Mobile Tech

Microsoft’s Mobile Morass, Part 1

Microsoft recently announced record revenues of US$16.04 billion for its fourth fiscal quarter of the year, which ended June 30. This was 22 percent up year over year. Operating income, net income and diluted earnings per share for the quarter were up 49 percent, 48 percent and 50 percent, respectively, year over year.

The company provided relatively conservative growth figures in its guidance for the first half of 2011.

Is that good enough? Most of its businesses are tied to the PC and server market, and the world is going mobile. This has led the Obama administration to devise a plan to double the amount of wireless spectrum available to carriers.

Microsoft has been struggling in the mobile market. Potential customers dismissed Windows Mobile 6.5 out of hand and are now waiting for its successor, Windows Phone 7 — if they haven’t already pledged allegiance to some different platform. In the meantime, Microsoft launched its ill-fated Kin handsets in an effort to at least retain a toehold in the fast-moving mobile market, but it ended up killing that line after less than two months. That cost kill-off was just part of a larger shakeup of its Entertainment and Devices division.

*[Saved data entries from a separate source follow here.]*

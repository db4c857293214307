//! Describe-call coalescing.
//!
//! Concurrent operations frequently describe different volumes within the
//! same few hundred milliseconds. The batcher queues those requests, issues
//! one DescribeVolumes for up to 200 ids per call, and fans the per-id
//! results back to the waiters. Without it, a busy cluster turns every
//! reconcile pass into an EC2 throttling cascade.

use std::{collections::HashMap, future::Future};

use tokio::{
    sync::{mpsc, oneshot},
    time::{timeout_at, Duration, Instant},
};

use crate::errors::{Error, Result};

/// Collection window before a partial batch flushes.
pub const BATCH_WINDOW: Duration = Duration::from_millis(300);
/// Pending-request count that flushes immediately.
pub const BATCH_FLUSH_COUNT: usize = 50;
/// Upper bound on ids per describe call.
pub const BATCH_MAX_IDS: usize = 200;

struct BatchRequest<T> {
    id: String,
    reply: oneshot::Sender<Result<T>>,
}

/// Handle for submitting coalesced lookups. Cloning is cheap; dropping all
/// handles stops the background task.
pub struct Batcher<T> {
    tx: mpsc::Sender<BatchRequest<T>>,
}

impl<T> Clone for Batcher<T> {
    fn clone(&self) -> Self {
        Self {
            tx: self.tx.clone(),
        }
    }
}

impl<T: Send + 'static> Batcher<T> {
    /// Spawns the coalescing task around "describe", which maps a set of
    /// ids to per-id results in one backend call.
    pub fn spawn<F, Fut>(window: Duration, flush_count: usize, max_ids: usize, describe: F) -> Self
    where
        F: Fn(Vec<String>) -> Fut + Send + 'static,
        Fut: Future<Output = Result<HashMap<String, T>>> + Send + 'static,
    {
        let (tx, mut rx) = mpsc::channel::<BatchRequest<T>>(flush_count * 4);

        tokio::spawn(async move {
            while let Some(first) = rx.recv().await {
                let mut pending = vec![first];
                let deadline = Instant::now() + window;

                while pending.len() < flush_count {
                    match timeout_at(deadline, rx.recv()).await {
                        Ok(Some(req)) => pending.push(req),
                        // channel closed or window expired: flush what we have
                        Ok(None) => break,
                        Err(_) => break,
                    }
                }

                for chunk in chunks(pending, max_ids) {
                    let ids: Vec<String> = chunk.iter().map(|r| r.id.clone()).collect();
                    log::debug!("describing {} coalesced ids", ids.len());
                    match describe(ids).await {
                        Ok(mut results) => {
                            for req in chunk {
                                let reply = match results.remove(&req.id) {
                                    Some(v) => Ok(v),
                                    None => Err(Error::not_found(
                                        req.id.clone(),
                                        "absent from describe results",
                                    )),
                                };
                                let _ = req.reply.send(reply);
                            }
                        }
                        Err(e) => {
                            let (message, retryable) = (e.message(), e.retryable());
                            for req in chunk {
                                let _ = req.reply.send(Err(Error::Other {
                                    message: message.clone(),
                                    retryable,
                                }));
                            }
                        }
                    }
                }
            }
        });

        Self { tx }
    }

    /// Submits one id and waits for its slice of the batched result.
    pub async fn get(&self, id: &str) -> Result<T> {
        let (reply, rx) = oneshot::channel();
        self.tx
            .send(BatchRequest {
                id: id.to_string(),
                reply,
            })
            .await
            .map_err(|_| Error::internal("describe batcher stopped"))?;
        rx.await
            .map_err(|_| Error::internal("describe batcher dropped the request"))?
    }
}

fn chunks<T>(mut items: Vec<T>, size: usize) -> Vec<Vec<T>> {
    let mut out = Vec::new();
    while items.len() > size {
        let rest = items.split_off(size);
        out.push(items);
        items = rest;
    }
    if !items.is_empty() {
        out.push(items);
    }
    out
}

#[cfg(test)]
mod tests {
    use super::*;
    use std::sync::{
        atomic::{AtomicUsize, Ordering},
        Arc,
    };

    fn spawn_counting(
        calls: Arc<AtomicUsize>,
    ) -> Batcher<String> {
        Batcher::spawn(
            Duration::from_millis(20),
            BATCH_FLUSH_COUNT,
            BATCH_MAX_IDS,
            move |ids| {
                calls.fetch_add(1, Ordering::SeqCst);
                async move {
                    Ok(ids
                        .into_iter()
                        .filter(|id| id != "vol-missing")
                        .map(|id| (id.clone(), format!("state-of-{}", id)))
                        .collect())
                }
            },
        )
    }

    #[tokio::test]
    async fn concurrent_lookups_share_one_call() {
        let calls = Arc::new(AtomicUsize::new(0));
        let batcher = spawn_counting(Arc::clone(&calls));

        let mut handles = Vec::new();
        for i in 0..10 {
            let batcher = batcher.clone();
            handles.push(tokio::spawn(async move {
                batcher.get(&format!("vol-{}", i)).await.unwrap()
            }));
        }
        for (i, h) in handles.into_iter().enumerate() {
            assert_eq!(h.await.unwrap(), format!("state-of-vol-{}", i));
        }
        assert_eq!(calls.load(Ordering::SeqCst), 1);
    }

    #[tokio::test]
    async fn missing_id_resolves_not_found() {
        let calls = Arc::new(AtomicUsize::new(0));
        let batcher = spawn_counting(calls);

        let err = batcher.get("vol-missing").await.unwrap_err();
        assert!(matches!(err, Error::NotFound { .. }));
    }

    #[tokio::test]
    async fn backend_error_reaches_every_waiter() {
        let batcher: Batcher<String> = Batcher::spawn(
            Duration::from_millis(20),
            BATCH_FLUSH_COUNT,
            BATCH_MAX_IDS,
            |_ids| async {
                Err(Error::API {
                    message: "RequestLimitExceeded".to_string(),
                    retryable: true,
                })
            },
        );

        let a = batcher.get("vol-1");
        let b = batcher.get("vol-2");
        let (ra, rb) = tokio::join!(a, b);
        assert!(ra.unwrap_err().retryable());
        assert!(rb.unwrap_err().retryable());
    }

    #[test]
    fn chunking_preserves_order_and_bounds() {
        let split = chunks((0..5).collect::<Vec<_>>(), 2);
        assert_eq!(split, vec![vec![0, 1], vec![2, 3], vec![4]]);
        let whole = chunks(vec![1], 10);
        assert_eq!(whole, vec![vec![1]]);
    }
}
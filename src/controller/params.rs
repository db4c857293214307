//! CreateVolume / ControllerModifyVolume parameter parsing.
//!
//! Unknown keys are rejected up front with `InvalidArgument`; the admissible
//! iops/throughput ranges are enforced per volume type once the negotiated
//! size is known.

use std::collections::HashMap;

use crate::{
    cloud::{round_up_to_gib, DiskType, ModifyDiskOptions, GIB},
    errors::{Error, Result},
    mount::{
        CTX_BIG_ALLOC, CTX_BLOCK_SIZE, CTX_BYTES_PER_INODE, CTX_CLUSTER_SIZE, CTX_FS_TYPE,
        CTX_INODE_SIZE, CTX_NUMBER_OF_INODES, FormatOptions, FsType,
    },
};

pub const PARAM_TYPE: &str = "type";
pub const PARAM_IOPS_PER_GB: &str = "iopsPerGB";
pub const PARAM_IOPS: &str = "iops";
pub const PARAM_THROUGHPUT: &str = "throughput";
pub const PARAM_ENCRYPTED: &str = "encrypted";
pub const PARAM_KMS_KEY_ID: &str = "kmsKeyId";
pub const PARAM_TAG_PREFIX: &str = "tagSpecification_";
pub const PARAM_INITIALIZATION_RATE: &str = "volumeInitializationRate";
pub const PARAM_BLOCK_ATTACH_UNTIL_INITIALIZED: &str = "blockAttachUntilInitialized";
pub const PARAM_FSR_AVAILABILITY_ZONES: &str = "fastSnapshotRestoreAvailabilityZones";

/// Parsed CreateVolume parameters.
#[derive(Debug, Clone, Default)]
pub struct VolumeParams {
    pub volume_type: Option<DiskType>,
    pub iops: Option<i32>,
    pub iops_per_gb: Option<i32>,
    pub throughput: Option<i32>,
    pub encrypted: bool,
    pub kms_key_id: Option<String>,
    pub fs_type: Option<String>,
    /// Raw format-option keys, echoed into the volume context for the node.
    pub format_options: HashMap<String, String>,
    pub extra_tags: HashMap<String, String>,
    pub initialization_rate: Option<i32>,
    pub block_attach_until_initialized: bool,
    pub fast_snapshot_restore_zones: Vec<String>,
}
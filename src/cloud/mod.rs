//! Cloud-side model types and the API surface the gRPC services consume.
//!
//! The cloud owns disks and snapshots; the driver holds ids and re-reads
//! authoritative state from describe calls. `CloudApi` is the seam between
//! the services and EC2 so the lifecycle semantics are testable against an
//! in-memory implementation.

use std::collections::HashMap;

use async_trait::async_trait;
use chrono::{DateTime, Utc};
use serde::{Deserialize, Serialize};

use crate::errors::{Error, Result};

pub const GIB: i64 = 1024 * 1024 * 1024;

/// Tag carrying the CSI volume name; doubles as the idempotency lookup key.
pub const VOLUME_NAME_TAG: &str = "CSIVolumeName";
/// Tag carrying the CSI snapshot name.
pub const SNAPSHOT_NAME_TAG: &str = "CSISnapshotName";
/// Marker tag stamped on every resource the driver creates.
pub const CLUSTER_MARKER_TAG: &str = "ebs.csi.aws.com/cluster";
/// Ownership tag prefix applied when a cluster id is configured.
pub const KUBERNETES_CLUSTER_TAG_PREFIX: &str = "kubernetes.io/cluster/";

/// Rounds a byte count up to the next full GiB.
pub fn round_up_to_gib(bytes: i64) -> i64 {
    (bytes + GIB - 1) / GIB
}

/// EBS volume performance class.
#[derive(Debug, Clone, Copy, PartialEq, Eq, Serialize, Deserialize)]
#[serde(rename_all = "lowercase")]
pub enum DiskType {
    Gp2,
    Gp3,
    Io1,
    Io2,
    St1,
    Sc1,
    Standard,
}

impl DiskType {
    pub fn parse(s: &str) -> Result<Self> {
        match s {
            "gp2" => Ok(DiskType::Gp2),
            "gp3" => Ok(DiskType::Gp3),
            "io1" => Ok(DiskType::Io1),
            "io2" => Ok(DiskType::Io2),
            "st1" => Ok(DiskType::St1),
            "sc1" => Ok(DiskType::Sc1),
            "standard" => Ok(DiskType::Standard),
            other => Err(Error::invalid_argument(format!(
                "unknown volume type '{}'",
                other
            ))),
        }
    }

    pub fn as_str(&self) -> &'static str {
        match self {
            DiskType::Gp2 => "gp2",
            DiskType::Gp3 => "gp3",
            DiskType::Io1 => "io1",
            DiskType::Io2 => "io2",
            DiskType::St1 => "st1",
            DiskType::Sc1 => "sc1",
            DiskType::Standard => "standard",
        }
    }

    /// Smallest admissible size for the class.
    pub fn min_size_gib(&self) -> i64 {
        match self {
            DiskType::Gp2 | DiskType::Gp3 => 1,
            DiskType::Io1 | DiskType::Io2 => 4,
            DiskType::St1 | DiskType::Sc1 => 500,
            DiskType::Standard => 10,
        }
    }

    pub fn supports_iops(&self) -> bool {
        matches!(self, DiskType::Gp3 | DiskType::Io1 | DiskType::Io2)
    }

    pub fn supports_throughput(&self) -> bool {
        matches!(self, DiskType::Gp3)
    }

    /// Multi-attach is an io1/io2 capability.
    pub fn supports_multi_attach(&self) -> bool {
        matches!(self, DiskType::Io1 | DiskType::Io2)
    }
}

#[derive(Debug, Clone, Copy, PartialEq, Eq, Serialize, Deserialize)]
#[serde(rename_all = "snake_case")]
pub enum DiskState {
    Creating,
    Available,
    InUse,
    Deleting,
    Deleted,
    Error,
}

#[derive(Debug, Clone, Copy, PartialEq, Eq, Serialize, Deserialize)]
#[serde(rename_all = "snake_case")]
pub enum AttachmentState {
    Attaching,
    Attached,
    Detaching,
    Detached,
    Busy,
}

/// Progress of background block fetching for volumes created from snapshots.
#[derive(Debug, Clone, Copy, PartialEq, Eq, Serialize, Deserialize)]
#[serde(rename_all = "snake_case")]
pub enum InitializationState {
    Uninitialized,
    Initializing,
    Initialized,
}

#[derive(Debug, Clone, Serialize, Deserialize)]
pub struct DiskAttachment {
    pub instance_id: String,
    pub device: String,
    pub state: AttachmentState,
}

/// The cloud representation of a block volume.
#[derive(Debug, Clone, Serialize, Deserialize)]
pub struct Disk {
    pub volume_id: String,
    pub capacity_bytes: i64,
    pub volume_type: DiskType,
    pub iops: Option<i32>,
    pub throughput: Option<i32>,
    pub availability_zone: String,
    pub encrypted: bool,
    pub kms_key_id: Option<String>,
    pub outpost_arn: Option<String>,
    pub multi_attach: bool,
    pub snapshot_id: Option<String>,
    pub tags: HashMap<String, String>,
    pub created_at: Option<DateTime<Utc>>,
    pub state: DiskState,
    pub attachments: Vec<DiskAttachment>,
}

impl Disk {
    /// The CSI name recorded at creation, if the disk was created by this
    /// driver.
    pub fn csi_name(&self) -> Option<&str> {
        self.tags.get(VOLUME_NAME_TAG).map(String::as_str)
    }

    pub fn attachment_for(&self, instance_id: &str) -> Option<&DiskAttachment> {
        self.attachments
            .iter()
            .find(|a| a.instance_id == instance_id && a.state != AttachmentState::Detached)
    }
}

#[derive(Debug, Clone, Copy, PartialEq, Eq, Serialize, Deserialize)]
#[serde(rename_all = "snake_case")]
pub enum SnapshotState {
    Pending,
    Completed,
    Error,
}

#[derive(Debug, Clone, Serialize, Deserialize)]
pub struct Snapshot {
    pub snapshot_id: String,
    pub source_volume_id: String,
    pub size_bytes: i64,
    pub state: SnapshotState,
    pub created_at: Option<DateTime<Utc>>,
    pub tags: HashMap<String, String>,
}

impl Snapshot {
    pub fn csi_name(&self) -> Option<&str> {
        self.tags.get(SNAPSHOT_NAME_TAG).map(String::as_str)
    }

    pub fn ready(&self) -> bool {
        self.state == SnapshotState::Completed
    }
}

/// Everything needed to create a disk; capacity is already negotiated and
/// is a whole number of GiB.
#[derive(Debug, Clone, Default)]
pub struct CreateDiskOptions {
    pub capacity_bytes: i64,
    pub volume_type: Option<DiskType>,
    pub iops: Option<i32>,
    pub throughput: Option<i32>,
    pub availability_zone: String,
    pub encrypted: bool,
    pub kms_key_id: Option<String>,
    pub outpost_arn: Option<String>,
    pub multi_attach: bool,
    /// Restore source; mutually exclusive with `source_volume_id`.
    pub snapshot_id: Option<String>,
    /// Clone source; realized through an intermediate snapshot.
    pub source_volume_id: Option<String>,
    /// MiB/s hydration rate for snapshot restores.
    pub initialization_rate: Option<i32>,
    pub tags: HashMap<String, String>,
    /// Deterministic idempotency token derived from the CSI name.
    pub client_token: String,
}

/// Mutable attributes for ControllerModifyVolume.
#[derive(Debug, Clone, Default, PartialEq, Eq)]
pub struct ModifyDiskOptions {
    pub volume_type: Option<DiskType>,
    pub iops: Option<i32>,
    pub throughput: Option<i32>,
}

impl ModifyDiskOptions {
    pub fn is_empty(&self) -> bool {
        *self == ModifyDiskOptions::default()
    }
}

/// The EC2 surface the services call through. One implementation wraps the
/// real API; tests provide an in-memory cloud with the same semantics.
#[async_trait]
pub trait CloudApi: Send + Sync {
    async fn create_disk(&self, name: &str, opts: CreateDiskOptions) -> Result<Disk>;

    /// Resolves the idempotency tag to an existing disk, if any.
    async fn find_disk_by_name(&self, name: &str) -> Result<Option<Disk>>;

    async fn describe_disk(&self, volume_id: &str) -> Result<Disk>;

    /// Returns false when the disk was already gone.
    async fn delete_disk(&self, volume_id: &str) -> Result<bool>;

    /// Issues the attach and returns once the cloud accepted it; completion
    /// is observed through `wait_for_attachment_state`.
    async fn attach_disk(&self, volume_id: &str, instance_id: &str, device: &str) -> Result<()>;

    async fn detach_disk(&self, volume_id: &str, instance_id: &str) -> Result<()>;

    async fn wait_for_attachment_state(
        &self,
        volume_id: &str,
        instance_id: &str,
        device: &str,
        target: AttachmentState,
    ) -> Result<()>;

    /// Grows the disk; returns the resulting size in bytes.
    async fn resize_disk(&self, volume_id: &str, new_bytes: i64) -> Result<i64>;

    async fn modify_disk(&self, volume_id: &str, opts: ModifyDiskOptions) -> Result<()>;

    /// Reconciles resource tags toward "desired" (driver-reserved tags are
    /// never removed).
    async fn sync_tags(&self, resource_id: &str, desired: HashMap<String, String>) -> Result<()>;

    async fn create_snapshot(
        &self,
        name: &str,
        volume_id: &str,
        tags: HashMap<String, String>,
    ) -> Result<Snapshot>;

    async fn find_snapshot_by_name(&self, name: &str) -> Result<Option<Snapshot>>;

    async fn describe_snapshot(&self, snapshot_id: &str) -> Result<Snapshot>;

    /// Returns false when the snapshot was already gone.
    async fn delete_snapshot(&self, snapshot_id: &str) -> Result<bool>;

    async fn wait_for_snapshot_completed(&self, snapshot_id: &str) -> Result<()>;

    /// Enables fast snapshot restore in each zone and waits for `enabled`.
    async fn enable_fast_snapshot_restores(
        &self,
        snapshot_id: &str,
        availability_zones: &[String],
    ) -> Result<()>;

    async fn list_disks(
        &self,
        max_entries: i32,
        starting_token: Option<String>,
    ) -> Result<(Vec<Disk>, Option<String>)>;

    async fn list_snapshots(
        &self,
        source_volume_id: Option<&str>,
        snapshot_id: Option<&str>,
        max_entries: i32,
        starting_token: Option<String>,
    ) -> Result<(Vec<Snapshot>, Option<String>)>;

    /// Polls the volume-status initialization detail until `initialized`.
    async fn wait_for_volume_initialized(&self, volume_id: &str) -> Result<()>;

    /// Device names currently occupied on the instance per the latest
    /// describe output.
    async fn instance_device_names(&self, instance_id: &str) -> Result<Vec<String>>;
}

A Generation Lost in Space?

Microsoft CEO Steve Ballmer has admitted that its mobile business has missed a generation.

Windows Phone 7 is scheduled for launch around the end of the year, and it could well miss the holiday sales season. Even if Microsoft manages to launch Windows 7 smartphones in time for holiday season sales, that might not do it much good.

“Microsoft’s going to be a competitor, but possibly not out of the gate,” Al Hilwa, a research director at IDC, told TechNewsWorld. “It may take a refinement or two after that to be in the same league as some of the other players.”

Microsoft’s main attraction is the development model for WinPho7, which is based on .NET, giving the operating system the ability to integrate readily into the enterprise, Hilwa said. However, the development model may not be fully ready when WinPho7 devices hit the market, he warned.

Since killing off the Kin line, Microsoft has announced that WinPho7 smartphones will focus on the enterprise.

“The best value of Windows smartphone is in their tight integration with Microsoft Office and SharePoint,” Charles King, principal analyst at Pund-IT, told TechNewsWorld. “But Microsoft faces a formidable competitor in RIM. Still, it appears that Microsoft’s hoping to piggyback mobile sales on the runaway success of Windows 7.”

A Glimmering of Hope?

Technology may come to Microsoft’s aid in the smartphone market.

WinPho7 is for smartphones, and interest in smartphones is growing — comScore said 49.1 million people in the U.S. owned smartphones between March and May. That was 8.1 percent higher than in the previous three months.

However, smartphones still constitute only a fraction of the overall mobile phone market. That situation is not likely to change until at least 2015, when there’s enough bandwidth to sharply cut the cost of accessing data wirelessly, Rob Enderle, principal analyst at the Enderle Group, pointed out.

“Microsoft has until then to get its act together before it’s at serious risk of being locked out of the market,” Enderle told TechNewsWorld. “After that, things get much more difficult.”

All This and Tablets, Too

Microsoft is lagging behind in another crucial area of the mobile market — tablets.

The iPad is a runaway best seller, and already at least one Android tablet has popped into public view — the Augen GenTouch78, a $150 device spotted in a Kmart circular earlier this week.

Meanwhile, Motorola and several other manufacturers have announced plans to offer Android tablets. Some who had initially thrown their weight behind tablets running Windows 7, such as Asus, have switched to Android instead. Perhaps worst of all, Microsoft has apparently shelved plans for its own tablet running Windows 7, the Courier.

“Business users are natural targets for a Windows-based device,” Pund-IT’s King pointed out. “Despite Apple’s claims, I haven’t yet seen many truly business-ready iPad apps appear.”

Microsoft should begin targeting the tablet market, Enderle said.

“They either need to allow Windows Phone 7 to move to tablets, develop a new operating system for the platform or find a better way to deal with hardware shortcomings,” Enderle said.

“Microsoft is trying to force Windows 7 into this segment, and the hardware and software just isn’t right to compete with the iPad and similar products,” he said.